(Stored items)
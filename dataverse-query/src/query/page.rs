//! Page type for paginated query results.

use crate::error::Error;
use crate::model::Record;

use super::port::FromRecord;

/// One page of results together with the continuation state for the next.
///
/// Retrieval ports return `Page<Record>`; [`QueryBuilder::pages`] yields
/// pages already mapped to the caller's type.
///
/// [`QueryBuilder::pages`]: super::QueryBuilder::pages
#[derive(Debug, Clone, PartialEq)]
pub struct Page<R = Record> {
    records: Vec<R>,
    /// Whether another page follows this one.
    more_records: bool,
    /// Cookie to echo back when requesting the next page.
    paging_cookie: Option<String>,
    /// Total matching records, when the request asked for it.
    total_record_count: Option<u64>,
}

impl<R> Page<R> {
    /// Creates a final page holding the given records.
    pub fn new(records: Vec<R>) -> Self {
        Self {
            records,
            more_records: false,
            paging_cookie: None,
            total_record_count: None,
        }
    }

    /// Marks whether more pages follow.
    pub fn with_more_records(mut self, more: bool) -> Self {
        self.more_records = more;
        self
    }

    /// Sets the paging cookie for the next request.
    pub fn with_paging_cookie(mut self, paging_cookie: impl Into<String>) -> Self {
        self.paging_cookie = Some(paging_cookie.into());
        self
    }

    /// Sets the total record count.
    pub fn with_total_record_count(mut self, count: u64) -> Self {
        self.total_record_count = Some(count);
        self
    }

    pub fn records(&self) -> &[R] {
        &self.records
    }

    /// Consumes the page and returns the records.
    pub fn into_records(self) -> Vec<R> {
        self.records
    }

    /// Returns `true` if another page is available.
    pub fn more_records(&self) -> bool {
        self.more_records
    }

    pub fn paging_cookie(&self) -> Option<&str> {
        self.paging_cookie.as_deref()
    }

    pub fn total_record_count(&self) -> Option<u64> {
        self.total_record_count
    }

    pub fn is_empty(&self) -> bool {
        self.records.is_empty()
    }

    pub fn len(&self) -> usize {
        self.records.len()
    }
}

impl Page<Record> {
    /// Maps every record, keeping the continuation state.
    pub(crate) fn map_records<T: FromRecord>(self) -> Result<Page<T>, Error> {
        let records = self
            .records
            .into_iter()
            .map(T::from_record)
            .collect::<Result<Vec<_>, _>>()?;
        Ok(Page {
            records,
            more_records: self.more_records,
            paging_cookie: self.paging_cookie,
            total_record_count: self.total_record_count,
        })
    }
}
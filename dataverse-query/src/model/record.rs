//! Dynamic entity record

use std::collections::HashMap;

use chrono::DateTime;
use chrono::Utc;
use rust_decimal::Decimal;
use serde::de::DeserializeOwned;
use uuid::Uuid;

use super::Value;
use crate::error::Error;
use crate::error::FieldError;

/// Suffix Dataverse appends to formatted-value annotations.
const FORMATTED_VALUE_SUFFIX: &str = "@OData.Community.Display.V1.FormattedValue";

/// A raw, schema-less record returned by a retrieval port.
///
/// Columns pulled in through an aliased link are keyed `alias.column`; use
/// [`Record::get_aliased`] to read them.
///
/// # Example
///
/// ```
/// use dataverse_query::model::Record;
///
/// let record = Record::new("account")
///     .set("name", "Contoso")
///     .set("pc.fullname", "Jane Doe");
///
/// assert_eq!(record.get_string("name").unwrap(), Some("Contoso"));
/// assert!(record.get_aliased("pc", "fullname").is_some());
/// ```
#[derive(Debug, Clone, PartialEq, Default)]
pub struct Record {
    pub(crate) entity_name: String,
    pub(crate) id: Option<Uuid>,
    pub(crate) fields: HashMap<String, Value>,
    /// Formatted display values keyed by field name.
    pub(crate) formatted_values: HashMap<String, String>,
}

impl Record {
    /// Creates a new empty record for the given entity.
    pub fn new(entity_name: impl Into<String>) -> Self {
        Self {
            entity_name: entity_name.into(),
            ..Self::default()
        }
    }

    /// Creates a new record with the given ID.
    pub fn with_id(entity_name: impl Into<String>, id: Uuid) -> Self {
        Self {
            entity_name: entity_name.into(),
            id: Some(id),
            ..Self::default()
        }
    }

    /// Builds a record from a JSON object as returned by the Web API.
    ///
    /// Formatted-value annotations are split out into
    /// [`formatted_values`](Self::formatted_values), other `@` annotations
    /// are dropped, and a `<entity>id` GUID column populates the record ID.
    pub fn from_json(
        entity_name: impl Into<String>,
        object: serde_json::Map<String, serde_json::Value>,
    ) -> Self {
        let mut record = Self::new(entity_name);
        let id_field = format!("{}id", record.entity_name);

        for (key, value) in object {
            if let Some(field) = key.strip_suffix(FORMATTED_VALUE_SUFFIX) {
                if let serde_json::Value::String(text) = value {
                    record.formatted_values.insert(field.to_string(), text);
                }
                continue;
            }
            if key.contains('@') {
                continue;
            }
            if key == id_field {
                if let Some(id) = value.as_str().and_then(|s| Uuid::parse_str(s).ok()) {
                    record.id = Some(id);
                    record.fields.insert(key, Value::Guid(id));
                    continue;
                }
            }
            record.fields.insert(key, Value::from_json(value));
        }

        record
    }

    // =========================================================================
    // Metadata accessors
    // =========================================================================

    /// Returns the entity logical name.
    pub fn entity_name(&self) -> &str {
        &self.entity_name
    }

    /// Returns the record ID, if set.
    pub fn id(&self) -> Option<Uuid> {
        self.id
    }

    // =========================================================================
    // Raw field access
    // =========================================================================

    /// Returns a reference to the field value, if it exists.
    pub fn get(&self, field: &str) -> Option<&Value> {
        self.fields.get(field)
    }

    /// Returns a column brought in by an aliased link.
    pub fn get_aliased(&self, alias: &str, column: &str) -> Option<&Value> {
        self.fields.get(&format!("{}.{}", alias, column))
    }

    /// Returns `true` if the record contains the given field.
    pub fn contains(&self, field: &str) -> bool {
        self.fields.contains_key(field)
    }

    pub fn fields(&self) -> &HashMap<String, Value> {
        &self.fields
    }

    /// Returns the formatted value for a field, if available.
    pub fn get_formatted(&self, field: &str) -> Option<&str> {
        self.formatted_values.get(field).map(|s| s.as_str())
    }

    pub fn formatted_values(&self) -> &HashMap<String, String> {
        &self.formatted_values
    }

    // =========================================================================
    // Setters
    // =========================================================================

    /// Sets a field value (builder pattern).
    pub fn set(mut self, field: impl Into<String>, value: impl Into<Value>) -> Self {
        self.fields.insert(field.into(), value.into());
        self
    }

    /// Inserts a field value.
    pub fn insert(&mut self, field: impl Into<String>, value: impl Into<Value>) {
        self.fields.insert(field.into(), value.into());
    }

    /// Sets a formatted value.
    pub fn set_formatted(&mut self, field: impl Into<String>, value: impl Into<String>) {
        self.formatted_values.insert(field.into(), value.into());
    }

    // =========================================================================
    // Typed getters
    //
    // Err if the field is missing or has the wrong type.
    // Ok(None) only if the field exists and is Value::Null.
    // =========================================================================

    fn typed<'a, T>(
        &'a self,
        field: &str,
        expected: &'static str,
        extract: impl FnOnce(&'a Value) -> Option<T>,
    ) -> Result<Option<T>, FieldError> {
        match self.fields.get(field) {
            None => Err(FieldError::missing(field)),
            Some(Value::Null) => Ok(None),
            Some(value) => extract(value)
                .map(Some)
                .ok_or_else(|| FieldError::type_mismatch(field, expected, value.type_name())),
        }
    }

    /// Gets a string field value.
    pub fn get_string(&self, field: &str) -> Result<Option<&str>, FieldError> {
        self.typed(field, "string", |v| match v {
            Value::String(s) => Some(s.as_str()),
            _ => None,
        })
    }

    /// Gets a boolean field value.
    pub fn get_bool(&self, field: &str) -> Result<Option<bool>, FieldError> {
        self.typed(field, "bool", |v| match v {
            Value::Bool(b) => Some(*b),
            _ => None,
        })
    }

    /// Gets an i32 field value.
    pub fn get_int(&self, field: &str) -> Result<Option<i32>, FieldError> {
        self.typed(field, "int", |v| match v {
            Value::Int(n) => Some(*n),
            _ => None,
        })
    }

    /// Gets an i64 field value. Int values are widened.
    pub fn get_long(&self, field: &str) -> Result<Option<i64>, FieldError> {
        self.typed(field, "long", |v| match v {
            Value::Long(n) => Some(*n),
            Value::Int(n) => Some(i64::from(*n)),
            _ => None,
        })
    }

    /// Gets an f64 field value.
    pub fn get_float(&self, field: &str) -> Result<Option<f64>, FieldError> {
        self.typed(field, "float", |v| match v {
            Value::Float(n) => Some(*n),
            _ => None,
        })
    }

    /// Gets a Decimal field value.
    pub fn get_decimal(&self, field: &str) -> Result<Option<Decimal>, FieldError> {
        self.typed(field, "decimal", |v| match v {
            Value::Decimal(d) => Some(*d),
            _ => None,
        })
    }

    /// Gets a UUID field value.
    pub fn get_guid(&self, field: &str) -> Result<Option<Uuid>, FieldError> {
        self.typed(field, "guid", |v| match v {
            Value::Guid(g) => Some(*g),
            _ => None,
        })
    }

    /// Gets a DateTime field value.
    pub fn get_datetime(&self, field: &str) -> Result<Option<DateTime<Utc>>, FieldError> {
        self.typed(field, "datetime", |v| match v {
            Value::DateTime(dt) => Some(*dt),
            _ => None,
        })
    }

    // =========================================================================
    // Typed mapping
    // =========================================================================

    /// Returns the fields as a JSON object.
    pub fn to_json(&self) -> Result<serde_json::Value, Error> {
        let mut object = serde_json::Map::with_capacity(self.fields.len());
        for (key, value) in &self.fields {
            object.insert(key.clone(), serde_json::to_value(value)?);
        }
        Ok(serde_json::Value::Object(object))
    }

    /// Deserializes the record's fields into `T`.
    ///
    /// Decimal values serialize as strings, so target fields for them should
    /// be `rust_decimal::Decimal` rather than floats.
    pub fn deserialize_into<T: DeserializeOwned>(&self) -> Result<T, Error> {
        Ok(serde_json::from_value(self.to_json()?)?)
    }
}
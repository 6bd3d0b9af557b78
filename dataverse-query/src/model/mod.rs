//! Record model returned by retrieval

mod record;
mod value;

pub use record::*;
pub use value::*;
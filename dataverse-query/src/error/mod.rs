//! Error types

mod field;

pub use field::*;

/// Boxed error produced by a [`RetrievalPort`](crate::query::RetrievalPort) implementation.
pub type BoxError = Box<dyn std::error::Error + Send + Sync>;

/// Errors surfaced by query execution.
///
/// The builders never produce errors of their own. Everything here either
/// comes from the retrieval port or from mapping records into caller types.
#[derive(Debug, thiserror::Error)]
pub enum Error {
    /// The retrieval port failed to fetch a page.
    ///
    /// The port's error is carried as-is; use [`Error::retrieval_source`] to
    /// downcast it back to the concrete type.
    #[error("Retrieval failed: {0}")]
    Retrieval(#[source] BoxError),

    /// A typed field accessor failed while mapping a record.
    #[error(transparent)]
    Field(#[from] FieldError),

    /// A caller-supplied mapping rejected a record.
    #[error("Failed to map '{entity}' record: {message}")]
    Mapping {
        /// Logical name of the record's entity.
        entity: String,
        /// Description of the failure.
        message: String,
    },

    /// The port kept reporting more records past the last representable page.
    #[error("Paging of '{entity}' exceeded page {page}")]
    PageOverflow {
        /// Logical name of the queried entity.
        entity: String,
        /// Last page number that was fetched.
        page: u32,
    },

    /// Serde mapping of a record into a typed value failed.
    #[error("Record deserialization failed: {0}")]
    Json(#[from] serde_json::Error),
}

impl Error {
    /// Wraps a port failure.
    pub fn retrieval(err: impl Into<BoxError>) -> Self {
        Self::Retrieval(err.into())
    }

    /// Creates a mapping error for the given entity.
    pub fn mapping(entity: impl Into<String>, message: impl Into<String>) -> Self {
        Self::Mapping {
            entity: entity.into(),
            message: message.into(),
        }
    }

    /// Returns the port error if this is a retrieval failure.
    pub fn retrieval_source(&self) -> Option<&(dyn std::error::Error + Send + Sync + 'static)> {
        match self {
            Self::Retrieval(inner) => Some(inner.as_ref()),
            _ => None,
        }
    }

    /// Returns `true` if the error originated in the retrieval port.
    pub fn is_retrieval(&self) -> bool {
        matches!(self, Self::Retrieval(_))
    }
}

#[cfg(test)]
mod tests {
    use super::*;

    #[derive(Debug, thiserror::Error)]
    #[error("service unavailable")]
    struct Unavailable;

    #[test]
    fn test_retrieval_source_downcasts() {
        let err = Error::retrieval(Unavailable);
        assert!(err.is_retrieval());
        assert_eq!(err.to_string(), "Retrieval failed: service unavailable");
        let source = err.retrieval_source().unwrap();
        assert!(source.downcast_ref::<Unavailable>().is_some());
    }

    #[test]
    fn test_field_error_is_transparent() {
        let err = Error::from(FieldError::missing("name"));
        assert!(!err.is_retrieval());
        assert_eq!(err.to_string(), "Field 'name' not found in record");
    }
}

Assigned task: Start with the first line of the data and print every line exactly. The line containing "Retrieval ports return" is the last one to include.

Problem solution:
filename dataverse-query/src/query/page.rs
//! Page type for paginated query results.

use crate::error::Error;
use crate::model::Record;

use super::port::FromRecord;

/// One page of results together with the continuation state for the next.
///
/// Retrieval ports return `Page<Record>`; [`QueryBuilder::pages`] yields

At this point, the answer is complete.